Does the Gender Equality Duty impact your business?

I have spent most of this weekend reading and responding to the draft Gender Equality Schemes for Hull City Council and the Hull Teaching Primary Care Trust (National Health Service). If you are from outside the UK that probably means very little - in fact from my conversations with business people in the UK it also means little to them - but the government is implementing the biggest change in sex discrimination legislation for 30 years - and it is going to impact everyone.

At present sex discrimination is the domain of the Equal Opportunities Commission (EOC) and in the Equality Act 2006 provision was made to impose a Gender Equality Duty on all public bodies such as central and local government, police, armed forces, fire, health, education and most government sponsored bodies like the Regional Development Agencies and the Big Lottery which provide funding for private and voluntary sector organisations.

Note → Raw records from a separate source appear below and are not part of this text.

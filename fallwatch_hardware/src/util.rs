/// Decode a 12-byte accel+gyro burst: six big-endian `i16`, accel first.
///
/// Returns acceleration in g and angular rate in deg/s.
pub fn decode_burst(
    raw: &[u8; 12],
    accel_lsb_per_g: f32,
    gyro_lsb_per_dps: f32,
) -> ([f32; 3], [f32; 3]) {
    let word = |i: usize| f32::from(i16::from_be_bytes([raw[2 * i], raw[2 * i + 1]]));
    (
        [
            word(0) / accel_lsb_per_g,
            word(1) / accel_lsb_per_g,
            word(2) / accel_lsb_per_g,
        ],
        [
            word(3) / gyro_lsb_per_dps,
            word(4) / gyro_lsb_per_dps,
            word(5) / gyro_lsb_per_dps,
        ],
    )
}
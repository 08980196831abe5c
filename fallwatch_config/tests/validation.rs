use fallwatch_config::{Preset, SensorMode, load_toml};
use rstest::rstest;

#[test]
fn full_config_parses_and_validates() {
    let toml = r#"
[device]
id = "cam-0042"

[thresholds]
preset = "icm42670"
posture_change_g = 0.5

[sensor]
mode = "polling"
sample_rate_hz = 50
read_timeout_ms = 250
error_cooldown_ms = 500

[health]
check_interval_ms = 2000
watchdog_interval_ms = 1000
reinit_after_failures = 2

[delivery]
queue_capacity = 4
output = "/tmp/falls.jsonl"

[logging]
level = "debug"
rotation = "daily"
"#;

    let cfg = load_toml(toml).expect("parse TOML");
    cfg.validate().expect("valid config should pass");

    assert_eq!(cfg.device.id, "cam-0042");
    assert_eq!(cfg.thresholds.preset, Preset::Icm42670);
    assert_eq!(cfg.sensor.mode, SensorMode::Polling);

    let t = cfg.thresholds.resolve();
    // override wins, preset fills the rest
    assert_eq!(t.posture_change_g, 0.5);
    assert_eq!(t.impact_g, 2.5);
    assert_eq!(t.freefall_g, 0.4);
}

#[rstest]
#[case("[sensor]\nsample_rate_hz = 0", "sensor.sample_rate_hz must be > 0")]
#[case("[sensor]\nread_timeout_ms = 0", "sensor.read_timeout_ms must be >= 1")]
#[case("[thresholds]\nimpact_g = 0.3", "impact_g must be greater than")]
#[case("[thresholds]\nallowed_motion_frac = 1.5", "allowed_motion_frac must be in")]
#[case("[thresholds]\ngravity_alpha = 0.0", "gravity_alpha must be in")]
#[case("[thresholds]\nfreefall_window_ms = 0", "freefall_window_ms must be >= 1")]
#[case("[thresholds]\nposture_change_g = -1.0", "posture_change_g must be > 0")]
#[case("[health]\nreinit_after_failures = 0", "reinit_after_failures must be >= 1")]
#[case("[delivery]\nqueue_capacity = 0", "queue_capacity must be >= 1")]
#[case("[device]\nid = \"  \"", "device.id must not be empty")]
#[case("[logging]\nrotation = \"weekly\"", "logging.rotation must be one of")]
#[case("[sensor]\naccel_lsb_per_g = 0.0", "sensor.accel_lsb_per_g must be > 0")]
fn rejects_out_of_range_values(#[case] toml: &str, #[case] expected: &str) {
    let cfg = load_toml(toml).expect("parse TOML");
    let err = cfg.validate().expect_err("should reject");
    assert!(
        format!("{err}").contains(expected),
        "expected '{expected}', got '{err}'"
    );
}

#[test]
fn unknown_threshold_key_is_a_parse_error() {
    let err = load_toml("[thresholds]\nfree_fall = 0.3").expect_err("typo must not be ignored");
    assert!(format!("{err}").contains("unknown field"));
}

#[test]
fn unknown_preset_is_a_parse_error() {
    assert!(load_toml("[thresholds]\npreset = \"mpu6050\"").is_err());
}

#[test]
fn load_file_reports_path_on_missing_file() {
    let err = fallwatch_config::load_file(std::path::Path::new("/nonexistent/fallwatch.toml"))
        .expect_err("missing file");
    assert!(format!("{err}").contains("read config"));
}

#[rstest]
#[case("", None)]
#[case("[thresholds]\npreset = \"icm42670\"\n", Some("0x67"))]
#[case(
    "[thresholds]\npreset = \"icm42670\"\n[sensor]\nwho_am_i_expected = 0x67\naccel_lsb_per_g = 16384.0\n",
    None
)]
#[case("[sensor]\naccel_lsb_per_g = 16384.0\n", Some("4096"))]
fn preset_must_match_sensor_part(#[case] body: &str, #[case] needle: Option<&str>) {
    let cfg = load_toml(body).unwrap();
    let mismatch = cfg.preset_sensor_mismatch();
    match needle {
        None => assert!(mismatch.is_none(), "{mismatch:?}"),
        Some(n) => assert!(mismatch.is_some_and(|m| m.contains(n))),
    }
}
//! Scripted IMU for hardware-free runs.
//!
//! Each scenario is a looped timeline of segments (standing, free fall,
//! impact, aftermath). `read` waits one output period on the supplied clock,
//! then returns the segment's reading for the current time plus a little
//! deterministic noise.

use std::time::{Duration, Instant};

use fallwatch_traits::clock::Clock;
use fallwatch_traits::{ImuSource, Sample, SensorError};

const UPRIGHT: [f32; 3] = [0.0, 0.0, 1.0];
const ON_SIDE: [f32; 3] = [1.0, 0.0, 0.0];
const WEIGHTLESS: [f32; 3] = [0.0, 0.0, 0.15];
const SPIKE: [f32; 3] = [0.5, 0.0, 4.5];

#[derive(Debug, Clone, Copy, PartialEq, Eq)]
pub enum Scenario {
    /// Fall, then lying still on the side.
    Severe,
    /// Fall, then lying on the side but moving.
    Mild,
    /// Fall and impact, then back upright.
    Stumble,
    /// Brief free fall, no impact.
    Dip,
    /// Standing still.
    Idle,
}

impl Scenario {
    pub const ALL: [Scenario; 5] = [
        Scenario::Severe,
        Scenario::Mild,
        Scenario::Stumble,
        Scenario::Dip,
        Scenario::Idle,
    ];

    pub fn as_str(self) -> &'static str {
        match self {
            Scenario::Severe => "severe",
            Scenario::Mild => "mild",
            Scenario::Stumble => "stumble",
            Scenario::Dip => "dip",
            Scenario::Idle => "idle",
        }
    }

    fn timeline(self) -> Vec<Segment> {
        let ms = Duration::from_millis;
        let mut t = vec![Segment::still(ms(2000), UPRIGHT)];
        match self {
            Scenario::Idle => return vec![Segment::still(ms(10_000), UPRIGHT)],
            Scenario::Dip => {
                t.push(Segment::still(ms(300), WEIGHTLESS));
                t.push(Segment::still(ms(9000), UPRIGHT));
                return t;
            }
            _ => {}
        }
        t.push(Segment::still(ms(300), WEIGHTLESS));
        t.push(Segment {
            dur: ms(20),
            accel: SPIKE,
            gyro: [0.0, 400.0, 0.0],
            restless: false,
        });
        t.push(match self {
            Scenario::Severe => Segment::still(ms(3000), ON_SIDE),
            Scenario::Mild => Segment {
                dur: ms(3000),
                accel: ON_SIDE,
                gyro: [0.0, 0.0, 60.0],
                restless: true,
            },
            _ => Segment::still(ms(3000), UPRIGHT),
        });
        // Long enough for the debounce to clear before the next loop.
        t.push(Segment::still(ms(6000), UPRIGHT));
        t
    }
}

impl std::fmt::Display for Scenario {
    fn fmt(&self, f: &mut std::fmt::Formatter<'_>) -> std::fmt::Result {
        f.write_str(self.as_str())
    }
}

impl std::str::FromStr for Scenario {
    type Err = String;

    fn from_str(s: &str) -> Result<Self, Self::Err> {
        Scenario::ALL
            .into_iter()
            .find(|sc| sc.as_str().eq_ignore_ascii_case(s))
            .ok_or_else(|| format!("unknown scenario '{s}' (severe|mild|stumble|dip|idle)"))
    }
}

#[derive(Debug, Clone, Copy)]
struct Segment {
    dur: Duration,
    accel: [f32; 3],
    gyro: [f32; 3],
    /// Gyro reading applies on every other tick only.
    restless: bool,
}

impl Segment {
    fn still(dur: Duration, accel: [f32; 3]) -> Self {
        Self {
            dur,
            accel,
            gyro: [0.0; 3],
            restless: false,
        }
    }
}

pub struct SimulatedImu<C: Clock> {
    scenario: Scenario,
    timeline: Vec<Segment>,
    cycle: Duration,
    clock: C,
    period: Duration,
    started: Instant,
    ticks: u64,
    noise_state: u32,
    healthy: bool,
}

impl<C: Clock> SimulatedImu<C> {
    pub fn new(scenario: Scenario, sample_rate_hz: u32, clock: C) -> Self {
        let timeline = scenario.timeline();
        let cycle = timeline.iter().map(|s| s.dur).sum();
        let started = clock.now();
        tracing::info!(scenario = scenario.as_str(), "simulated IMU ready");
        Self {
            scenario,
            timeline,
            cycle,
            period: Duration::from_micros(1_000_000 / u64::from(sample_rate_hz.max(1))),
            clock,
            started,
            ticks: 0,
            noise_state: 0xC0FFEE,
            healthy: true,
        }
    }

    pub fn scenario(&self) -> Scenario {
        self.scenario
    }

    /// Length of one loop of the scenario.
    pub fn cycle(&self) -> Duration {
        self.cycle
    }

    /// Make `is_healthy` fail, as a part dropping off the bus would.
    pub fn set_healthy(&mut self, healthy: bool) {
        self.healthy = healthy;
    }

    fn segment_at(&self, elapsed: Duration) -> &Segment {
        let cycle_ns = self.cycle.as_nanos().max(1);
        let mut offset = Duration::from_nanos((elapsed.as_nanos() % cycle_ns) as u64);
        for seg in &self.timeline {
            if offset < seg.dur {
                return seg;
            }
            offset -= seg.dur;
        }
        &self.timeline[self.timeline.len() - 1]
    }

    // xorshift, uniform in [-1, 1)
    fn noise(&mut self) -> f32 {
        let mut x = self.noise_state;
        x ^= x << 13;
        x ^= x >> 17;
        x ^= x << 5;
        self.noise_state = x;
        (x as f32) / (u32::MAX as f32 + 1.0) * 2.0 - 1.0
    }
}

impl<C: Clock> ImuSource for SimulatedImu<C> {
    fn read(&mut self, _timeout: Duration) -> Result<Option<Sample>, SensorError> {
        // Output data rate pacing stands in for the data-ready wait.
        self.clock.sleep(self.period);
        let now = self.clock.now();
        let seg = *self.segment_at(now.saturating_duration_since(self.started));
        self.ticks += 1;

        let moving = !seg.restless || self.ticks % 2 == 0;
        let gyro = if moving { seg.gyro } else { [0.0; 3] };
        let accel = [
            seg.accel[0] + 0.01 * self.noise(),
            seg.accel[1] + 0.01 * self.noise(),
            seg.accel[2] + 0.01 * self.noise(),
        ];
        let gyro = [
            gyro[0] + 0.5 * self.noise(),
            gyro[1] + 0.5 * self.noise(),
            gyro[2] + 0.5 * self.noise(),
        ];
        Ok(Some(Sample::new(accel, gyro, now)))
    }

    fn is_healthy(&mut self) -> bool {
        self.healthy
    }

    fn reinit(&mut self) -> Result<(), SensorError> {
        tracing::info!("simulated IMU reinitialized");
        self.healthy = true;
        Ok(())
    }
}

#[cfg(test)]
mod tests {
    use super::*;
    use fallwatch_traits::clock::test_clock::TestClock;

    #[test]
    fn scenario_names_round_trip() {
        for sc in Scenario::ALL {
            assert_eq!(sc.as_str().parse::<Scenario>(), Ok(sc));
        }
        assert!("cartwheel".parse::<Scenario>().is_err());
    }

    #[test]
    fn read_advances_clock_by_one_period() {
        let clock = TestClock::new();
        let start = clock.now();
        let mut imu = SimulatedImu::new(Scenario::Idle, 100, clock.clone());
        let s = imu.read(Duration::from_millis(500)).unwrap().unwrap();
        assert_eq!(s.t - start, Duration::from_millis(10));
        assert!((s.accel_magnitude() - 1.0).abs() < 0.05);
    }

    #[test]
    fn timeline_loops() {
        let clock = TestClock::new();
        let imu = SimulatedImu::new(Scenario::Severe, 100, clock);
        let cycle = imu.cycle();
        assert_eq!(cycle, Duration::from_millis(11_320));
        // free-fall segment in the first and second loop
        assert_eq!(imu.segment_at(Duration::from_millis(2100)).accel, WEIGHTLESS);
        assert_eq!(
            imu.segment_at(cycle + Duration::from_millis(2100)).accel,
            WEIGHTLESS
        );
    }
}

In essence the Gender Equality Duty requires all public bodies to take action to eliminate sex discrimination and harassment and to promote equality for women and men. Of particular value to me is that this also applies to women and men who are undergoing gender reassignment including those who have and those who intend to. In the past it was up to someone who was discriminated against to take action - now it is up to public bodies to to take positive action to prevent it from happening in the first place and to demonstrate though a Gender Equality Scheme and action plan what they have done and monitor their actions on a regular basis.

Last year similar schemes were introduced for Race and Disability, and at the end of the year responsibility for all this will move to the new Commission for Equality and Human Rights when we can eventually expect the duties to be extended to include the three new discrimination areas of Faith and Belief, Sexual Orientation and Age.

Why is the Gender Equality Duty important to you if you do not work on the public sector? Public bodies also have a vicarious liability for the actions of organisations delivering services on their behalf and they are also required to ensure that suppliers comply with the duty.

Lets consider an example. The government is very keen to break down what appear to be stereotypical gender roles. At present, according to the latest EOC figures, 90% of people employed in Construction are men and 99% of apprenticeships are men - at the same time 79% of people employed in health and social work are women and they account for 87% of current apprenticeships - this indicates that far from encouraging men and women into non tradition employment, the situation is getting worse. Imagine now that you are a construction company bidding to build a new hospital wing - after April 6th that tender will probably require all construction companies to show how they are encouraging more women into the trade. Or perhaps you run a care facility funded by the council or PCT - after April you may have to demonstrate how you are encouraging more male employees.

The same applies if you simply supply to public bodies - the EOC is recommending that all companies that have had a serious Sex Discrimination Act tribunal finding against them be struck from the tender list unless that can prove they have resolved the issue. Basically it means that if you want government funding, or to sell to public bodies you are going to need to be able to demonstrate that you have robust equal opportunities policies in place and that you are regularly monitoring them.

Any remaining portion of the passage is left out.